A well-written story is an amazing thing. It is fresh and full of tidbits which stick in the head long after the cover is closed. And yet, it is still organized in a logically flowing fashion. It is the final product balanced between the sequential logic of the left brain and the artistic, simultaneously processing right brain.
How to balance the two sides of my brain, the yin and yang, continues to fascinate me.
For me, writing uses both the organized as well as the organic aspects of creativity. My story ideas usually start in one of two ways: 1. Combining IDEA A + IDEA B; or 2. Flash of insight. Obviously I have a lot more control over the first way to create stories, which is organized and gives opportunities for more intuitive creation. The second way to get ideas is a lot like sitting around waiting for lightning to strike. You’ll waste a lot of time and probably end up muddy and cold. The only way to increase my odds of lightning strikes is to do something that occupies my hands and keeps my mind open to wander.
I don’t watch a lot of TV anymore, by American standards. According to 2012 Nielsen statistics, the average American watches 34 hours of TV per week. I feel like it occupies my brain in ways that are counterproductive to creativity. I will watch specific shows for entertainment, but I don’t turn on the TV to just see what is available.
Going back to the topic of right brain vs. left brain writing, I think you have to use both, but there are times when each is appropriate.

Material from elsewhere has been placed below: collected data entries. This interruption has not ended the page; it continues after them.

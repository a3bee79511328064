//! Cost and pending-pod integration
//!
//! Two samplers run on independent fixed intervals:
//! - the pending sampler adds `pending × interval` to pending-pod-seconds
//! - the cost sampler adds `hourly × interval / 3600` to cumulative cost
//!   and forwards a row to the telemetry sink
//!
//! Both integrate with the nominal interval rather than measured elapsed
//! time, so drift is bounded by scheduler jitter.

use crate::health::{components, HealthRegistry};
use crate::models::CostSample;
use crate::observability::{MonitorMetrics, StructuredLogger};
use crate::telemetry::TelemetrySink;
use crate::tracker::ClusterStateTracker;
use serde::Serialize;
use std::sync::Arc;
use std::time::Duration;
use tokio::sync::{broadcast, RwLock};
use tokio::time::{interval_at, Instant};
use tracing::{debug, info, warn};

#[derive(Debug, Clone)]
pub struct AccumulatorConfig {
    /// Pending sampler period (default: 250ms)
    pub pending_interval: Duration,
    /// Cost sampler and telemetry period (default: 1s)
    pub cost_interval: Duration,
    /// Minimum spacing of `cost_report` log lines (default: 60s)
    pub report_interval: Duration,
}

impl Default for AccumulatorConfig {
    fn default() -> Self {
        Self {
            pending_interval: Duration::from_millis(250),
            cost_interval: Duration::from_secs(1),
            report_interval: Duration::from_secs(60),
        }
    }
}

/// Integrated totals; both integrals only ever grow
#[derive(Debug, Clone, Copy, Default, PartialEq, Serialize)]
pub struct AccumulatorState {
    pub cumulative_cost: f64,
    pub pending_pod_seconds: f64,
    pub pending_pods: usize,
    /// Burn rate seen by the last cost tick
    pub hourly_cost: f64,
    /// Cost ticks so far
    pub samples: u64,
}

pub struct CostAccumulator {
    tracker: Arc<ClusterStateTracker>,
    state: RwLock<AccumulatorState>,
    config: AccumulatorConfig,
    start: Instant,
    health: HealthRegistry,
    metrics: MonitorMetrics,
    logger: StructuredLogger,
}

impl CostAccumulator {
    /// `start` is the scenario start instant that sample times are measured from
    pub fn new(tracker: Arc<ClusterStateTracker>, config: AccumulatorConfig, start: Instant) -> Self {
        Self {
            tracker,
            state: RwLock::new(AccumulatorState::default()),
            config,
            start,
            health: HealthRegistry::new(),
            metrics: MonitorMetrics::new(),
            logger: StructuredLogger::new("unnamed"),
        }
    }

    pub fn with_health(mut self, health: HealthRegistry) -> Self {
        self.health = health;
        self
    }

    pub fn with_logger(mut self, logger: StructuredLogger) -> Self {
        self.logger = logger;
        self
    }

    pub async fn state(&self) -> AccumulatorState {
        *self.state.read().await
    }

    /// One pending tick; returns the new pending-pod-seconds total
    pub async fn sample_pending(&self) -> f64 {
        // tracker lock is released before the accumulator lock is taken
        let pending = self.tracker.totals().await.pending_pods;
        let dt = self.config.pending_interval.as_secs_f64();

        let mut state = self.state.write().await;
        state.pending_pods = pending;
        state.pending_pod_seconds += pending as f64 * dt;

        self.metrics.set_pending_pods(pending);
        self.metrics.set_pending_pod_seconds(state.pending_pod_seconds);
        state.pending_pod_seconds
    }

    /// One cost tick; returns the telemetry row for it
    pub async fn sample_cost(&self) -> CostSample {
        let totals = self.tracker.totals().await;
        let dt = self.config.cost_interval.as_secs_f64();

        let mut state = self.state.write().await;
        state.hourly_cost = totals.hourly_cost;
        state.cumulative_cost += totals.hourly_cost * dt / 3600.0;
        state.samples += 1;

        let sample = CostSample {
            elapsed_secs: self.start.elapsed().as_secs_f64(),
            node_count: totals.node_count,
            hourly_cost: totals.hourly_cost,
            cumulative_cost: state.cumulative_cost,
            pod_count: totals.pod_count,
            pending_pods: totals.pending_pods,
            pending_pod_seconds: state.pending_pod_seconds,
        };
        drop(state);

        self.metrics.observe_sample(&sample);
        sample
    }

    /// Run the pending sampler until shutdown
    pub async fn run_pending(self: Arc<Self>, mut shutdown: broadcast::Receiver<()>) {
        let period = self.config.pending_interval;
        let mut ticker = interval_at(Instant::now() + period, period);

        loop {
            tokio::select! {
                _ = ticker.tick() => {
                    self.sample_pending().await;
                }
                _ = shutdown.recv() => {
                    debug!("Pending sampler stopped");
                    break;
                }
            }
        }
    }

    /// Run the cost sampler until shutdown, recording every tick into
    /// `sink`. The sink is handed back for closing.
    pub async fn run_cost<S: TelemetrySink>(
        self: Arc<Self>,
        mut sink: S,
        mut shutdown: broadcast::Receiver<()>,
    ) -> S {
        let period = self.config.cost_interval;
        let mut ticker = interval_at(Instant::now() + period, period);
        let mut last_report = Instant::now();
        let mut sink_failed = false;

        self.health.register(components::COST_SAMPLER).await;
        info!(
            interval_ms = period.as_millis() as u64,
            "Starting cost sampler"
        );

        loop {
            tokio::select! {
                _ = ticker.tick() => {
                    let sample = self.sample_cost().await;

                    if let Err(e) = sink.record(&sample) {
                        if !sink_failed {
                            warn!(error = %e, "Failed to write telemetry row");
                            self.health
                                .set_unhealthy(components::COST_SAMPLER, e.to_string())
                                .await;
                            sink_failed = true;
                        }
                    }

                    if last_report.elapsed() >= self.config.report_interval {
                        self.logger.log_cost_report(&sample);
                        last_report = Instant::now();
                    }
                }
                _ = shutdown.recv() => {
                    debug!("Cost sampler stopped");
                    break;
                }
            }
        }

        sink
    }
}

In my mind, I alternate between the two sides on both the macro and micro levels. For a scene, I’ll decide what I want to happen (organized), then write it, letting whatever happens end up on the page (organic). After evaluating the work, the scene can be rebalanced and edited (organized) or head in a new direction (organic). Dialogue, for me, is an organic process. Apparently I find it easy to have arguments with myself. Description and summary sections are more calculated and organized. What do I need to tell the reader so they have context for the following scene? Why is arguing with myself so much fun? Ah, questions.